The strategic case for iron miner Cleveland-Cliffs to buy the U.S. business of European steelmaking giant ArcelorMittal seems to make a lot of sense. It would be great to look at the transformation of Cliffs this year and conclude it's great news for Minnesota's steel industry.

Honestly, it's too hard to tell.

If you want to feel better about the deal and the industry, maybe stay away from steel industry news and its frequent references to something called "Steelmageddon." The term came from a high-profile financial analyst who thinks American steel is in for serious pain that only eases with the shutdown of lots of excess capacity.

Ohio-based Cleveland-Cliffs, one of the last major miners in northeastern Minnesota, last week announced that it had agreed to buy ArcelorMittal's U.S. business, its biggest ore customer. Expected to close by the end of the year, the deal is a stock and cash purchase of almost all of ArcelorMittal's U.S. assets, including the largest integrated steelmaking facility in North America.

Last year, half of Cliffs' ore production went to ArcelorMittal while roughly 30% went to a company most recently called AK Steel.

For those who missed the news, Cliffs completed its acquisition of Ohio-based AK Steel earlier this year.

When the second deal closes, Cliffs will be a very big steelmaker, particularly in flat-rolled steel for the auto industry. Almost all of Cliffs' ore will go into its own operations.

It certainly looks like a smart move, the latest in a series of decisive ones since CEO Lourenco Goncalves took over Cliffs six years ago. There's risk on every acquisition, of course, yet it looks likely that Cliffs will emerge more profitable and less heavily indebted. It will have the opportunity to reduce duplicative costs and reap the benefits of just being a lot bigger. Its stock moved up on the news.

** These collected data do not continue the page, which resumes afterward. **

//! Per-surface acoustic material mapping.
//!
//! [`MaterialAssignment`] is the only writer of the surface -> material map and
//! keeps it in step with the scene fill and the spatializer's per-path
//! reflection parameter.

use core::fmt;
use std::collections::BTreeMap;
use std::sync::Arc;

use serde::{Deserialize, Serialize};
use tracing::{debug, warn};

use crate::catalog::{Catalog, MATERIAL_OFF};
use crate::error::Result;
use crate::scene::{SceneSink, SurfaceFill};
use crate::spatializer::{EnvironmentSurface, Spatializer};
use crate::surfaces::SurfaceName;

/// Acoustic material identifier as understood by the spatializer.
#[derive(Debug, Clone, PartialEq, Eq, Hash, Serialize, Deserialize)]
#[serde(transparent)]
pub struct MaterialId(String);

impl MaterialId {
    pub fn new(id: impl Into<String>) -> Self {
        Self(id.into())
    }

    pub fn off() -> Self {
        Self(MATERIAL_OFF.to_string())
    }

    pub fn is_off(&self) -> bool {
        self.0 == MATERIAL_OFF
    }

    pub fn as_str(&self) -> &str {
        &self.0
    }
}

impl Default for MaterialId {
    fn default() -> Self {
        Self::off()
    }
}

impl fmt::Display for MaterialId {
    fn fmt(&self, f: &mut fmt::Formatter<'_>) -> fmt::Result {
        f.write_str(&self.0)
    }
}

impl From<&str> for MaterialId {
    fn from(id: &str) -> Self {
        Self::new(id)
    }
}

/// Materials applied whenever a room is created from scratch.
#[derive(Debug, Clone, PartialEq, Eq, Serialize, Deserialize)]
#[serde(default)]
pub struct DefaultMaterials {
    pub walls: MaterialId,
    pub ceiling: MaterialId,
    pub floor: MaterialId,
}

impl Default for DefaultMaterials {
    fn default() -> Self {
        Self {
            walls: MaterialId::new("heavy_velour"),
            // Same drape as the walls, as the shipped asset table does.
            ceiling: MaterialId::new("heavy_velour"),
            floor: MaterialId::new("carpet_heavy"),
        }
    }
}

impl DefaultMaterials {
    pub fn for_surface(&self, surface: SurfaceName) -> &MaterialId {
        match surface {
            SurfaceName::Ceiling => &self.ceiling,
            SurfaceName::Floor => &self.floor,
            _ => &self.walls,
        }
    }
}

pub struct MaterialAssignment {
    catalog: Arc<Catalog>,
    defaults: DefaultMaterials,
    committed: BTreeMap<SurfaceName, MaterialId>,
    staged: BTreeMap<SurfaceName, MaterialId>,
}

impl MaterialAssignment {
    pub fn new(catalog: Arc<Catalog>, defaults: DefaultMaterials) -> Self {
        Self {
            catalog,
            defaults,
            committed: BTreeMap::new(),
            staged: BTreeMap::new(),
        }
    }

    pub fn defaults(&self) -> &DefaultMaterials {
        &self.defaults
    }

    /// Map a requested material to one the catalog knows, or "off".
    pub fn resolve(&self, material: &str) -> MaterialId {
        if material == MATERIAL_OFF || self.catalog.material(material).is_some() {
            MaterialId::new(material)
        } else {
            warn!("Unknown material '{}', falling back to '{}'", material, MATERIAL_OFF);
            MaterialId::off()
        }
    }

    /// Paint a surface: map, scene fill and spatializer reflection path.
    pub fn assign(
        &mut self,
        surface: SurfaceName,
        material: &str,
        spatializer: &mut dyn Spatializer,
        scene: &mut dyn SceneSink,
    ) -> MaterialId {
        let id = self.resolve(material);
        scene.set_surface_fill(surface, &self.fill_for(&id));
        spatializer.set_environment_shoebox_reflection_material(
            EnvironmentSurface::from(surface).ordinal(),
            id.as_str(),
        );
        debug!("Painted {} with '{}'", surface, id);
        self.committed.insert(surface, id.clone());
        id
    }

    /// [`assign`](Self::assign) addressed by surface name string.
    pub fn assign_named(
        &mut self,
        surface: &str,
        material: &str,
        spatializer: &mut dyn Spatializer,
        scene: &mut dyn SceneSink,
    ) -> Result<MaterialId> {
        let name = surface.parse::<SurfaceName>().inspect_err(|e| {
            warn!("Rejected material assignment: {}", e);
        })?;
        Ok(self.assign(name, material, spatializer, scene))
    }

    /// Committed material of a surface; "off" when never painted.
    pub fn get(&self, surface: SurfaceName) -> MaterialId {
        self.committed.get(&surface).cloned().unwrap_or_default()
    }

    /// Full committed map.
    pub fn snapshot(&self) -> BTreeMap<SurfaceName, MaterialId> {
        self.committed.clone()
    }

    /// Apply the default table to every surface, dropping staged paints.
    pub fn reset(&mut self, spatializer: &mut dyn Spatializer, scene: &mut dyn SceneSink) {
        self.staged.clear();
        for surface in SurfaceName::ALL {
            let material = self.defaults.for_surface(surface).clone();
            self.assign(surface, material.as_str(), spatializer, scene);
        }
    }

    /// Preview a paint in the scene without committing it.
    pub fn stage(
        &mut self,
        surface: SurfaceName,
        material: &str,
        scene: &mut dyn SceneSink,
    ) -> MaterialId {
        let id = self.resolve(material);
        scene.set_surface_fill(surface, &self.fill_for(&id));
        self.staged.insert(surface, id.clone());
        id
    }

    pub fn has_staged(&self) -> bool {
        !self.staged.is_empty()
    }

    pub fn staged(&self, surface: SurfaceName) -> Option<&MaterialId> {
        self.staged.get(&surface)
    }

    /// Assign every staged paint. Returns how many were applied.
    pub fn commit(
        &mut self,
        spatializer: &mut dyn Spatializer,
        scene: &mut dyn SceneSink,
    ) -> usize {
        let staged = std::mem::take(&mut self.staged);
        let count = staged.len();
        for (surface, id) in staged {
            self.assign(surface, id.as_str(), spatializer, scene);
        }
        count
    }

    /// Drop staged paints and restore the committed fills.
    pub fn discard(&mut self, scene: &mut dyn SceneSink) {
        let staged = std::mem::take(&mut self.staged);
        for surface in staged.into_keys() {
            scene.set_surface_fill(surface, &self.fill_for(&self.get(surface)));
        }
    }

    /// Re-send committed fills, e.g. after surfaces were rebuilt.
    pub fn refill(&self, scene: &mut dyn SceneSink) {
        for (surface, id) in &self.committed {
            scene.set_surface_fill(*surface, &self.fill_for(id));
        }
    }

    pub fn fill_for(&self, id: &MaterialId) -> SurfaceFill {
        match self.catalog.material(id.as_str()) {
            Some(entry) if !id.is_off() => SurfaceFill::Texture(entry.texture()),
            _ => SurfaceFill::default(),
        }
    }
}
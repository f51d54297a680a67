//! Integration test modules for Shoebox
//!
//! - engine: construction, catalog loading, threading surface, restart
//! - environment: room fitting, lock gating, height measurement, materials
//! - sources: placement, lane renumbering, synchronized playback

pub mod engine;
pub mod sources;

Among the things the stock analysts liked is that Cliffs has "de-risked" its iron ore pellets business. That's their way of saying Cliffs can't lose its taconite customers anymore because it's become its own customer.

To have the Minnesota iron mining industry's biggest merchant supplier turn itself into a steelmaker could be seen as the end of an era here, except for what has been happening with another company, U.S. Steel Corp.

Once the largest steelmaker in the world, U.S. Steel is now well down the ranking and a fraction of the size of ArcelorMittal and the Asian-based firms at the top the list.

To keep efficiently utilizing its Minnesota mining assets, U.S. Steel has moved from being a vertically integrated producer like Cliffs, mining for itself, to also selling iron ore pellets to others.

In the spring U.S. Steel announced a new supply agreement with Algoma Steel of Canada and agreed to a deal that would grant a one-fourth interest in U.S. Steel's Minntac operation in Mountain Iron to Stelco, another Canadian steel company, one that had a brief and unhappy experience as part of U.S. Steel.

Consolidating an industry like Cliffs has been doing or finding customers for in-house operations that can't be kept busy enough are not signs of a healthy and growing industry. And that's before Steelmageddon.

That term was invented by BofA Securities analyst Timna Tanners, predicting how new capacity will lead to a steel glut so severe that apocalyptic language is required to talk about it. Tanners and her colleagues were so confident in their forecast that they trademarked the term Steelmageddon.

Her thesis is not just that there's more steelmaking capacity coming, but it will be more efficient than the older blast furnaces, with many finally forced into shutting down.

"A substantial amount of capacity currently held by U.S. Steel and Cleveland-Cliffs would need to permanently close to balance the market," Tanners and her team wrote last week in a research note, after Cliffs announced its latest acquisition.

"While necessary, we continue to think such a move would take time, and would happen after a prolonged period of depressed prices and/or demand."

Taconite, a great Minnesota success story, is a processed iron ore product made from low-grade natural ore that's meant to get used in the traditional steel operations of Cliffs and U.S. Steel.

This isn't exactly new information, and players here have taken steps to invest in the transition.

Material derived from ore is used in these new electric arc furnaces in addition to scrap, but it can't be the kind of taconite pellets that have shipped out of Minnesota now for decades.

Cliffs has nearly finished a plant in Ohio that will produce what's called hot briquetted iron, which does look like the charcoal briquettes used in backyard grills. Cliffs put the plant in Ohio to be close to a number of facilities that can use this product.

Another diversification effort lies fallow near Nashwauk in northeastern Minnesota, a project long known as Essar Steel Minnesota.

It's basically a half-completed taconite project now without control of its own proposed ore deposit, including portions of the mining land now controlled by Cliffs.

Back when this project still looked like a viable deal, Essar Steel Minnesota announced a 10-year supply agreement with ArcelorMittal. Copies of that contract have obviously been filed away forever.

There's no obvious customer for any taconite pellet production now.

So that's where the industry in Minnesota sits. U.S. Steel needs to revitalize its business and Lourenco Goncalves needs to fold a really big acquisition into Cleveland-Cliffs and then successfully manage all of it.

And then, of course, Steelmageddon needs to turn out to be just entertaining talk.